Cells that were untreated, Mirasol treated, or given a modified treatment without riboflavin (UV only), were cultured for 0, 2, 4, 8, 12, or 24 hours, then stained for surface expression of ICAM-1 (A), ICAM-2 (B), ICAM-3 (C), and LFA-3 (D). Left panels plot median fluorescent intensity for HLA-DR⁺ cells (APCs) over time. ▲ and ● are two different donors. The center panels are representative plots of an untreated sample at 24 hours, and the right panels are representative plots of Mirasol treated samples at 24 hours. Both the center and right panels are ungated populations.

Figure 5. Cell conjugation is defective in Mirasol treated cells

Normal PBMCs were primed with γ-irradiated cells to enrich for allo-specific cells. These responder cells were labeled with PKH red, and cultured with stimulators stained with PKH green. Stimulators were either γ-irradiated or Mirasol treated cells from the same donor as the priming cells. Representative sample plots (A–B) from t=2 hours show cells gated on red responder events, with the green stimulator events plotted as histograms. The markers denote the percentage of responders bound to stimulators. Four replicate samples were tested longitudinally from 2 – 8 hours (C). A minimum of 4,000 red events were collected for each sample. Error bars represent 95% confidence intervals.

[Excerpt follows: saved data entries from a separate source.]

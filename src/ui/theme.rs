use ratatui::style::Color;

pub struct Theme {
    pub bg: Color,
    pub fg: Color,
    pub dim: Color,        // Unselected rows, hints
    pub highlight: Color,  // Cursor row background
    pub accent: Color,     // Header, digit cursor
    pub error: Color,      // Paste error line
    pub status_bg: Color,  // Status bar background
    pub key_bg: Color,     // Key hint chips
}

/// Backlit monochrome LCD
pub const DEFAULT_THEME: Theme = Theme {
    bg: Color::Rgb(18, 28, 18),
    fg: Color::Rgb(156, 220, 140),
    dim: Color::Rgb(84, 120, 76),
    highlight: Color::Rgb(156, 220, 140),
    accent: Color::Rgb(214, 246, 180),
    error: Color::Rgb(243, 139, 108),
    status_bg: Color::Rgb(30, 44, 30),
    key_bg: Color::Rgb(84, 120, 76),
};
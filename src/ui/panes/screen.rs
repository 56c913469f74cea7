//! Body of the pager display: one list of lines per screen

use crate::nav::digit_editor::LAST_DIGIT;
use crate::nav::hex::CODE_LEN;
use crate::nav::registry::{self, FriendsEntry, MAIN_MENU};
use crate::nav::{AddFriendMode, AddFriendState, AddMethod, HexCode, NavigationState, Screen};
use crate::services::{ListDataSource, OnlineStatus};
use crate::ui::theme::DEFAULT_THEME;
use ratatui::{
    layout::{Alignment, Rect},
    style::{Color, Modifier, Style},
    text::{Line, Span},
    widgets::{Block, Borders, Padding, Paragraph},
    Frame,
};

/// Everything the body needs besides the navigation state
pub struct ScreenRenderData<'a, D: ListDataSource> {
    pub state: &'a NavigationState,
    pub data: &'a D,
    pub my_code: Option<HexCode>,
}

fn row(text: String, selected: bool) -> Line<'static> {
    if selected {
        Line::from(Span::styled(
            format!("> {}", text),
            Style::default()
                .bg(DEFAULT_THEME.highlight)
                .fg(Color::Black)
                .add_modifier(Modifier::BOLD),
        ))
    } else {
        Line::from(Span::styled(
            format!("  {}", text),
            Style::default().fg(DEFAULT_THEME.fg),
        ))
    }
}

fn hint(text: &str) -> Line<'static> {
    Line::from(Span::styled(
        text.to_string(),
        Style::default().fg(DEFAULT_THEME.dim),
    ))
}

/// Lines for the current screen
pub fn screen_lines<D: ListDataSource>(render: &ScreenRenderData<'_, D>) -> Vec<Line<'static>> {
    let selected = render.state.selected_index();
    match render.state.screen() {
        Screen::Main => MAIN_MENU
            .iter()
            .enumerate()
            .map(|(i, item)| row(item.label.to_string(), i == selected))
            .collect(),
        Screen::Messages => {
            let messages = render.data.messages();
            if messages.is_empty() {
                return vec![hint("NO MESSAGES")];
            }
            messages
                .iter()
                .enumerate()
                .map(|(i, message)| {
                    row(
                        format!(
                            "{} {} {}",
                            message.received_at.format("%H:%M"),
                            message.sender,
                            message.text
                        ),
                        i == selected,
                    )
                })
                .collect()
        }
        Screen::Friends => friends_lines(render.data, selected),
        Screen::AddFriend(add_friend) => add_friend_lines(add_friend),
        Screen::FriendRequests => {
            let requests = render.data.pending_requests();
            if requests.is_empty() {
                return vec![hint("NO PENDING REQUESTS")];
            }
            requests
                .iter()
                .enumerate()
                .map(|(i, request)| {
                    row(
                        format!("{} {}", request.code, request.received_at.format("%m/%d %H:%M")),
                        i == selected,
                    )
                })
                .collect()
        }
        Screen::MyCode => match render.my_code {
            Some(code) => vec![
                hint("SHARE THIS CODE"),
                Line::from(""),
                Line::from(Span::styled(
                    code.to_string(),
                    Style::default()
                        .fg(DEFAULT_THEME.accent)
                        .add_modifier(Modifier::BOLD),
                )),
            ],
            None => vec![hint("NO CODE ASSIGNED")],
        },
        Screen::Settings => vec![
            hint(concat!("PAGERLINK ", env!("CARGO_PKG_VERSION"))),
            hint("↑/↓ k/j  ↵ SELECT  ⌫ BACK  m MENU"),
        ],
    }
}

fn friends_lines<D: ListDataSource>(data: &D, selected: usize) -> Vec<Line<'static>> {
    let counts = data.counts();
    let friends = data.friends();
    (0..registry::friends_entry_count(counts))
        .filter_map(|i| {
            let text = match registry::friends_entry(i, counts)? {
                FriendsEntry::AddFriend => "+ ADD FRIEND".to_string(),
                FriendsEntry::Requests => format!("REQUESTS ({})", counts.pending),
                FriendsEntry::Friend(index) => {
                    let friend = friends.get(index)?;
                    let marker = match friend.status {
                        OnlineStatus::Online => '●',
                        OnlineStatus::Offline => '○',
                    };
                    format!("{} {}", marker, friend.code)
                }
            };
            Some(row(text, i == selected))
        })
        .collect()
}

fn add_friend_lines(add_friend: &AddFriendState) -> Vec<Line<'static>> {
    match add_friend.mode() {
        AddFriendMode::Choosing => {
            let mut lines = vec![
                row("PASTE CODE".to_string(), add_friend.method() == AddMethod::Paste),
                row("ENTER CODE".to_string(), add_friend.method() == AddMethod::Manual),
            ];
            if add_friend.paste_error() {
                lines.push(Line::from(""));
                lines.push(Line::from(Span::styled(
                    "NO VALID CODE ON CLIPBOARD",
                    Style::default().fg(DEFAULT_THEME.error),
                )));
            }
            lines
        }
        AddFriendMode::Manual | AddFriendMode::PasteResult => {
            let digits = add_friend.digits();
            let spans: Vec<Span<'static>> = (0..CODE_LEN)
                .map(|position| {
                    let ch = digits.digit(position).unwrap_or('0');
                    let style = if position == add_friend.digit_index() {
                        Style::default()
                            .fg(DEFAULT_THEME.accent)
                            .add_modifier(Modifier::BOLD | Modifier::UNDERLINED)
                    } else {
                        Style::default().fg(DEFAULT_THEME.fg)
                    };
                    Span::styled(format!("{} ", ch), style)
                })
                .collect();
            let prompt = if add_friend.digit_index() == LAST_DIGIT {
                "↵ SEND REQUEST"
            } else {
                "↵ NEXT DIGIT"
            };
            vec![Line::from(spans), Line::from(""), hint(prompt)]
        }
    }
}

/// Render the pager body inside a bordered box
pub fn render_screen<D: ListDataSource>(
    frame: &mut Frame,
    area: Rect,
    render: &ScreenRenderData<'_, D>,
) {
    let title = Line::from(Span::styled(
        format!(" {} ", render.state.kind().title()),
        Style::default()
            .fg(DEFAULT_THEME.accent)
            .add_modifier(Modifier::BOLD),
    ));

    let block = Block::default()
        .borders(Borders::ALL)
        .border_style(Style::default().fg(DEFAULT_THEME.dim))
        .title(title)
        .title_alignment(Alignment::Center)
        .padding(Padding::horizontal(1))
        .style(Style::default().bg(DEFAULT_THEME.bg));

    let paragraph = Paragraph::new(screen_lines(render)).block(block);
    frame.render_widget(paragraph, area);
}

Figure 6. Mirasol treated are cells unable to activate untreated T cells

Normal PBMCs were primed with γ-irradiated cells to enrich for allo-specific cells. These primed cells were labeled with CFSE, then restimulated overnight with γ-irradiated, Mirasol treated, or UV only treated allogeneic cells from the same donor as the priming cells. Additional groups that were either unstimulated, or stimulated with syngeneic cells or γ-irradiated allogeneic cells + α-CD3 antibodies were included as controls. CFSE⁺CD3⁺ gates were used to identify responder T cells (A). Gates are drawn around IFN-γ⁺ T cells based on unstimulated control and confirmed with isotype control stains. A minimum of 8,000 T cells were collected for each sample. This experiment was repeated three times with representative data displayed. In B–C the primed cells were restimulated with labeled cells (from the same donor as the priming cells) that were either γ-irradiated, Mirasol treated, or UV only treated for two hours, then stained intracellularly for STAT-3, STAT-5, and CD3. Stains of responder T cells for STAT-3 (B) and STAT-5 (C) are plotted with the unstimulated control stain shown in grey for comparison. In D, normal PBMCs were stimulated with anti-CD3 + anti-CD28 antibodies ■, and primed cells were restimulated with γ-irradiated cells ●, or Mirasol treated cells ○ (from the same donor as the priming cells), for 0, 5, 10, 15, 30, 60, or 120 minutes, lysed, and examined for the phosphorylation of CD3-ε using a multiplex bead-based kit. Fold change over t=0 is plotted over time. The left panel shows all three stimulation conditions, the right panel shows only the two MLR stimulations. Experiments in B–D were repeated twice with representative data displayed.